Monday, May 16, 2011

Exhausted Recycled Dad

This past weekend visit with my kids was a complete disappointment. I was so exhausted I was planted on the couch most of the time I was able to be home with them. Much of that time I could hardly keep my eyes open. To top it off, I worked all day Saturday, which probably has a lot to do with me being worn out on Sunday.

Exhaustion: it's one of those hidden, non-motor symptoms of Parkinson's. One of those symptoms where people say comments such as, "You look fine." If they know you enough they see the exhaustion in your face. I feel blessed to have had the many friends at work ask me if I was feeling ok. It means they've come to know well enough to tell something is different as well as show their concern.

My concern though, is that I short am changing my kids and our relationship during the limited time we get together on their weekend visits. I'm going to have to adjust my work schedule again. There's no doubt about that. Working all day long on Saturday is just too much for me. Besides, after only getting to spend the better part of Sunday with my kids after church on my weekends I want to anyway. That's just not enough quality time with them.

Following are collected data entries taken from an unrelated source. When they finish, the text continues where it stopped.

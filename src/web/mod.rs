//! Web front-end: an embedded Chart.js polling page plus a JSON API over
//! the shared chart engine. A background task advances the window on the
//! tick interval while request handlers take read snapshots.

use crate::client::ClickHouseClient;
use crate::engine::{ChartEngine, Frame};
use crate::error::ChartError;
use crate::record::MarketRecord;
use axum::extract::{Query, State};
use axum::response::Html;
use axum::routing::get;
use axum::{Json, Router};
use serde::Deserialize;
use serde_json::{json, Value};
use std::sync::Arc;
use std::time::Duration;

const INDEX_HTML: &str = include_str!("index.html");

#[derive(Clone)]
pub struct AppState {
    pub engine: Arc<ChartEngine>,
    pub client: Arc<ClickHouseClient>,
}

pub fn router(state: AppState) -> Router {
    Router::new()
        .route("/", get(index))
        .route("/data", get(data))
        .route("/tables", get(tables))
        .route("/symbols", get(symbols))
        .route("/health", get(health))
        .with_state(state)
}

/// Serve the web viewer until the process is stopped.
pub async fn serve(state: AppState, bind: &str, tick_interval: Duration) -> Result<(), ChartError> {
    spawn_window_advancer(Arc::clone(&state.engine), tick_interval);

    let app = router(state);
    let listener = tokio::net::TcpListener::bind(bind).await?;
    log::info!("Web server listening on http://{bind}");
    axum::serve(listener, app).await?;
    Ok(())
}

/// Background task: auto-advance the window so polling clients see the
/// series scroll.
fn spawn_window_advancer(engine: Arc<ChartEngine>, tick_interval: Duration) {
    tokio::spawn(async move {
        let mut interval = tokio::time::interval(tick_interval);
        loop {
            interval.tick().await;
            if let Some(frame) = engine.tick() {
                log::debug!(
                    "Window {} | Avg Price: {:.2} | Max: {:.2} | Min: {:.2} | Avg OI: {:.0}",
                    frame.stats.window_info(),
                    frame.stats.avg_price,
                    frame.stats.max_price,
                    frame.stats.min_price,
                    frame.stats.avg_oi
                );
            }
        }
    });
}

async fn index() -> Html<&'static str> {
    Html(INDEX_HTML)
}

async fn health() -> Json<Value> {
    Json(json!({ "status": "ok" }))
}

#[derive(Deserialize)]
struct DataParams {
    table: Option<String>,
    symbol: Option<String>,
}

/// Current window as JSON. With `?table=&symbol=` the series is re-fetched
/// and atomically replaced first; on failure the old series keeps serving
/// and the error is reported in the payload the polling client expects.
async fn data(State(state): State<AppState>, Query(params): Query<DataParams>) -> Json<Value> {
    if let (Some(table), Some(symbol)) = (params.table.as_deref(), params.symbol.as_deref()) {
        match state.client.fetch_series(table, symbol).await {
            Ok(records) => {
                log::info!(
                    "Dynamic query: table={table}, symbol={symbol}, {} records",
                    records.len()
                );
                state.engine.install(records);
            }
            Err(ChartError::NoData) => {
                return Json(json!({
                    "error": format!("no data for symbol {symbol} in table {table}")
                }));
            }
            Err(e) => {
                log::warn!("Dynamic query failed: {e}");
                return Json(json!({ "error": format!("query failed: {e}") }));
            }
        }
    }

    match state.engine.current_frame() {
        Some(frame) => Json(frame_payload(&frame)),
        None => Json(json!({ "error": "No data available" })),
    }
}

async fn tables(State(state): State<AppState>) -> Json<Value> {
    match state.client.list_tables().await {
        Ok(tables) => Json(json!({ "tables": tables })),
        Err(e) => Json(json!({ "error": format!("failed to list tables: {e}") })),
    }
}

#[derive(Deserialize)]
struct SymbolParams {
    table: Option<String>,
}

async fn symbols(State(state): State<AppState>, Query(params): Query<SymbolParams>) -> Json<Value> {
    let Some(table) = params.table.as_deref() else {
        return Json(json!({ "error": "missing table parameter" }));
    };
    match state.client.list_symbols(table).await {
        Ok(symbols) => Json(json!({ "table": table, "symbols": symbols })),
        Err(e) => Json(json!({ "error": format!("failed to list symbols: {e}") })),
    }
}

/// Build the `/data` response. Record floats are forced finite before
/// serialization; if encoding still fails the client gets an explicit
/// error payload rather than invalid JSON.
fn frame_payload(frame: &Frame) -> Value {
    let data: Vec<MarketRecord> = frame.window_records().iter().map(sanitize_record).collect();

    let payload = json!({
        "data": data,
        "stats": &frame.stats,
        "window": frame.stats.window_info(),
        "timestamp": chrono::Local::now().format("%Y-%m-%d %H:%M:%S").to_string(),
    });

    match serde_json::to_string(&payload) {
        Ok(_) => payload,
        Err(e) => {
            log::error!("JSON encoding error: {e}");
            json!({
                "error": "data contains values that cannot be serialized",
                "stats": { "data_points": data.len() },
            })
        }
    }
}

/// Zero out non-finite float fields so the serialized form stays finite.
fn sanitize_record(record: &MarketRecord) -> MarketRecord {
    let mut clean = record.clone();
    if !clean.price.is_finite() {
        clean.price = 0.0;
    }
    if !clean.bid_1.is_finite() {
        clean.bid_1 = 0.0;
    }
    if !clean.ask_1.is_finite() {
        clean.ask_1 = 0.0;
    }
    clean
}

#[cfg(test)]
mod tests {
    use super::*;
    use crate::record::decode_tsv;
    use crate::store::SeriesStore;

    fn test_frame() -> Frame {
        let rows: String = (0..5)
            .map(|i| {
                format!(
                    "jm2509\t2025-06-12 09:3{}:00\t{}\t10\t{}\t1\t-1\t844.0\t5\t846.0\t5\t7\n",
                    i,
                    840 + i,
                    2000 + i
                )
            })
            .collect();
        let store = Arc::new(SeriesStore::with_series(decode_tsv(&rows)));
        ChartEngine::new(store, 5, 1).current_frame().unwrap()
    }

    #[test]
    fn test_frame_payload_shape() {
        let payload = frame_payload(&test_frame());

        assert_eq!(payload["data"].as_array().unwrap().len(), 5);
        assert_eq!(payload["data"][0]["symbol"], "jm2509");
        assert_eq!(payload["data"][0]["time"], "2025-06-12 09:30:00");
        assert_eq!(payload["stats"]["avg_price"], 842.0);
        assert_eq!(payload["stats"]["max_price"], 844.0);
        assert_eq!(payload["stats"]["min_price"], 840.0);
        assert_eq!(payload["stats"]["data_points"], 5);
        assert_eq!(payload["stats"]["total_records"], 5);
        assert_eq!(payload["window"], "1-5 of 5");
        assert!(payload["timestamp"].is_string());
        assert!(payload.get("error").is_none());
    }

    #[test]
    fn test_sanitize_record_zeroes_non_finite() {
        let mut record = test_frame().window_records()[0].clone();
        record.price = f32::NAN;
        record.bid_1 = f32::INFINITY;

        let clean = sanitize_record(&record);
        assert_eq!(clean.price, 0.0);
        assert_eq!(clean.bid_1, 0.0);
        assert_eq!(clean.ask_1, 846.0);

        // The whole payload stays valid JSON after sanitation.
        let json = serde_json::to_string(&clean).unwrap();
        assert!(!json.contains("null"));
    }
}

My oldest didn't feel well, so he laid around most of the time as well. My two little ones though played as normal. I feel guilty watching them play outside and run around. You would think I would be able to just suck it up and join them. But the exhaustion and fatigue is relentless. Parkinson's exhaustion is not the same as that of without Parkinson's. It is a deep exhaustion so life draining, the idea of collapsing is almost appealing. Rolling your body over to one side takes more energy than you have so you refuse to even try. Even holding your eyes open takes more work than you can muster up.

And even more guilt ridden, I see my wife do all the work all weekend while I sit or lay on the couch. She does a great job while I at the most ref an argument or show my "ogrely" daddy rule enforcing self.

I get cranky and do my best not to get snappy. Most people get cranky when they get fatigued. Try not to be pissed at your chronic illness when it's the cause. You go through the stages, Parkinson's has 5 and I differentiate among 3 and 4,  except you go through them over and over, every time it flares. The exhaustion is a reminder of each one. I get angry and disappointed.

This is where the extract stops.